There is this constant rumor that J. Jonah Jameson is as close to self-portrayal as Stan ever came when writing his comics. According to Gerry Conway, “Just like Stan is a very complex and interesting guy who both has a tremendously charismatic part of himself and is an honestly decent guy who cares about people, he also has this incredible ability to go immediately to shallow. Just, BOOM, right to shallow. And that’s Jameson.” Yet Stan Lee was much more than just a boisterous news editor, he was a Jewish kid from the Bronx, someone who knew what it meant to be different. He did charity work. He had a genuine exuberance for life. He cared about his employees, his readers, and those he met in his everyday life.

One of the most important parts of those early Marvel books was the sense of community that Stan fostered. He would frequently write his own personal thoughts to the readers and reply to their letters, and he introduced the practice of crediting stories to not just to the writer and penciller, but also the inker and letterer. He wanted Marvel Comics to be a family and a place where everyone felt at home. That meant giving credit to the people who made the comics, and it meant engaging with the readers so that they felt like they were a part of it all… In the end, that was the core of Stan Lee, at least we think so. He wanted that sense of community.
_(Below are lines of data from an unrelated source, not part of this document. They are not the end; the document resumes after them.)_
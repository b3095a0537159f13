//! Batch validation and ingestion engine.
//!
//! A run reads the schema, partitions the batch into Good and Bad staging
//! by file name, loads the Good files into SQLite (sending files with
//! unusable rows back to Bad), archives Bad staging and exports the table
//! as a single CSV file. The steps are strictly sequential.

mod fsops;

pub mod archiver;
pub mod classifier;
pub mod exporter;
pub mod table_store;

#[cfg(test)]
pub mod tests;

use self::{
    archiver::Archiver, classifier::FileClassifier, exporter::Exporter, table_store::TableStore,
};

use crate::config::{PipelineConfig, StageLayout};
use crate::error::Result;
use crate::logging::{LogChannel, RunLog};
use crate::models::RunStats;
use crate::schema::load_schema;

use std::path::Path;
use std::sync::Arc;
use std::time::Instant;
use tracing::debug;

/// Runs the whole validation and ingestion flow for one stage
#[derive(Debug, Clone)]
pub struct Pipeline {
    config: PipelineConfig,
}

impl Pipeline {
    /// Create a pipeline, rejecting unusable configuration up front
    pub fn new(config: PipelineConfig) -> Result<Self> {
        config.validate()?;
        Ok(Self { config })
    }

    pub fn config(&self) -> &PipelineConfig {
        &self.config
    }

    pub fn layout(&self) -> StageLayout {
        self.config.layout()
    }

    /// Validate, load, archive and export `batch_dir`
    ///
    /// The run log is closed before returning on every path.
    pub fn run(&self, batch_dir: &Path) -> Result<RunStats> {
        let start_time = Instant::now();
        let layout = self.layout();
        let log = Arc::new(RunLog::open(&layout.log_dir)?);

        log.info(
            LogChannel::Main,
            format!(
                "Start of {} validation on files in {}",
                self.config.stage,
                batch_dir.display()
            ),
        );

        let result = self.run_steps(batch_dir, layout, &log, start_time);
        match &result {
            Ok(stats) => log.info(
                LogChannel::Main,
                format!(
                    "{} validation completed: {} good, {} bad, {} quarantined, {} rows",
                    self.config.stage,
                    stats.files_good,
                    stats.files_bad,
                    stats.files_quarantined,
                    stats.rows_inserted
                ),
            ),
            Err(e) => log.warn(
                LogChannel::Main,
                format!("{} validation failed: {}", self.config.stage, e),
            ),
        }

        log.close();
        result
    }

    fn run_steps(
        &self,
        batch_dir: &Path,
        layout: StageLayout,
        log: &Arc<RunLog>,
        start_time: Instant,
    ) -> Result<RunStats> {
        let schema = load_schema(&self.config.schema_path(), log)?;
        debug!(
            "Schema expects {} columns, file pattern {}",
            schema.column_count(),
            schema.filename_pattern()
        );

        let classification = FileClassifier::new(layout.clone(), Arc::clone(log))
            .with_progress(self.config.show_progress)
            .classify(batch_dir, &schema)?;
        log.info(LogChannel::Main, "Raw data validation complete");

        log.info(
            LogChannel::Main,
            format!("Creating {} database and table from schema", self.config.stage),
        );
        let store = TableStore::new(&self.config, Arc::clone(log));
        let table = store.ensure_table(&schema)?;
        log.info(LogChannel::Main, "Table creation completed");

        log.info(LogChannel::Main, "Insertion of data into table started");
        let load = store.load_good_files()?;
        log.info(LogChannel::Main, "Insertion in table completed");

        let archiver = Archiver::new(layout, Arc::clone(log));
        if self.config.purge_good_after_load && archiver.purge_good()? {
            log.info(LogChannel::Main, "Good data folder deleted");
        }

        let archive = archiver.archive_bad()?;
        log.info(
            LogChannel::Main,
            "Moved bad files to archive and deleted bad data folder",
        );

        log.info(LogChannel::Main, "Extracting csv file from table");
        let export = Exporter::new(&self.config, Arc::clone(log)).export()?;

        Ok(RunStats {
            stage: self.config.stage,
            files_seen: classification.total(),
            files_good: classification.good.len(),
            files_bad: classification.bad.len(),
            files_quarantined: load.quarantined.len(),
            rows_inserted: load.rows_inserted(),
            table,
            archive,
            export,
            elapsed: start_time.elapsed(),
        })
    }
}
He wanted us all to feel like friends, because even though we did not know him personally, nor ever shook his hand, we did feel like his friend.

So, writing this tribute is daunting for another reason, as well. Our friend is gone, and we are still finding it hard to believe that we now live in a world without him. Stan Lee was like the city itself, a fixture in our everyday lives. In a way, he was more like one of his characters, as if there was something more than mortal about him. He was Peter Parker, and Bruce Banner, and Tony Stark, and Ben Grimm, and Charles Xavier, and all the rest. There was a part of him in all that he did, and that means that there will always be a part of him with us.

So, Stan Lee never got to write his great American novel. No, he got to write something so much better than all that. He got to write a story of a man who created characters and wonders that not only reflected our lives but influenced them. We would not be who we are today if not for him, and we know that we are not alone in that feeling. He taught us to be heroes, and that it was okay to different, and that you could find good even when the world seemed like it was going to hell. Stan Lee wrote the kind of story that changed our lives and the lives of millions of people, and that story was his life.

For that, all we can really say is: Thank you, dear friend… Thank you.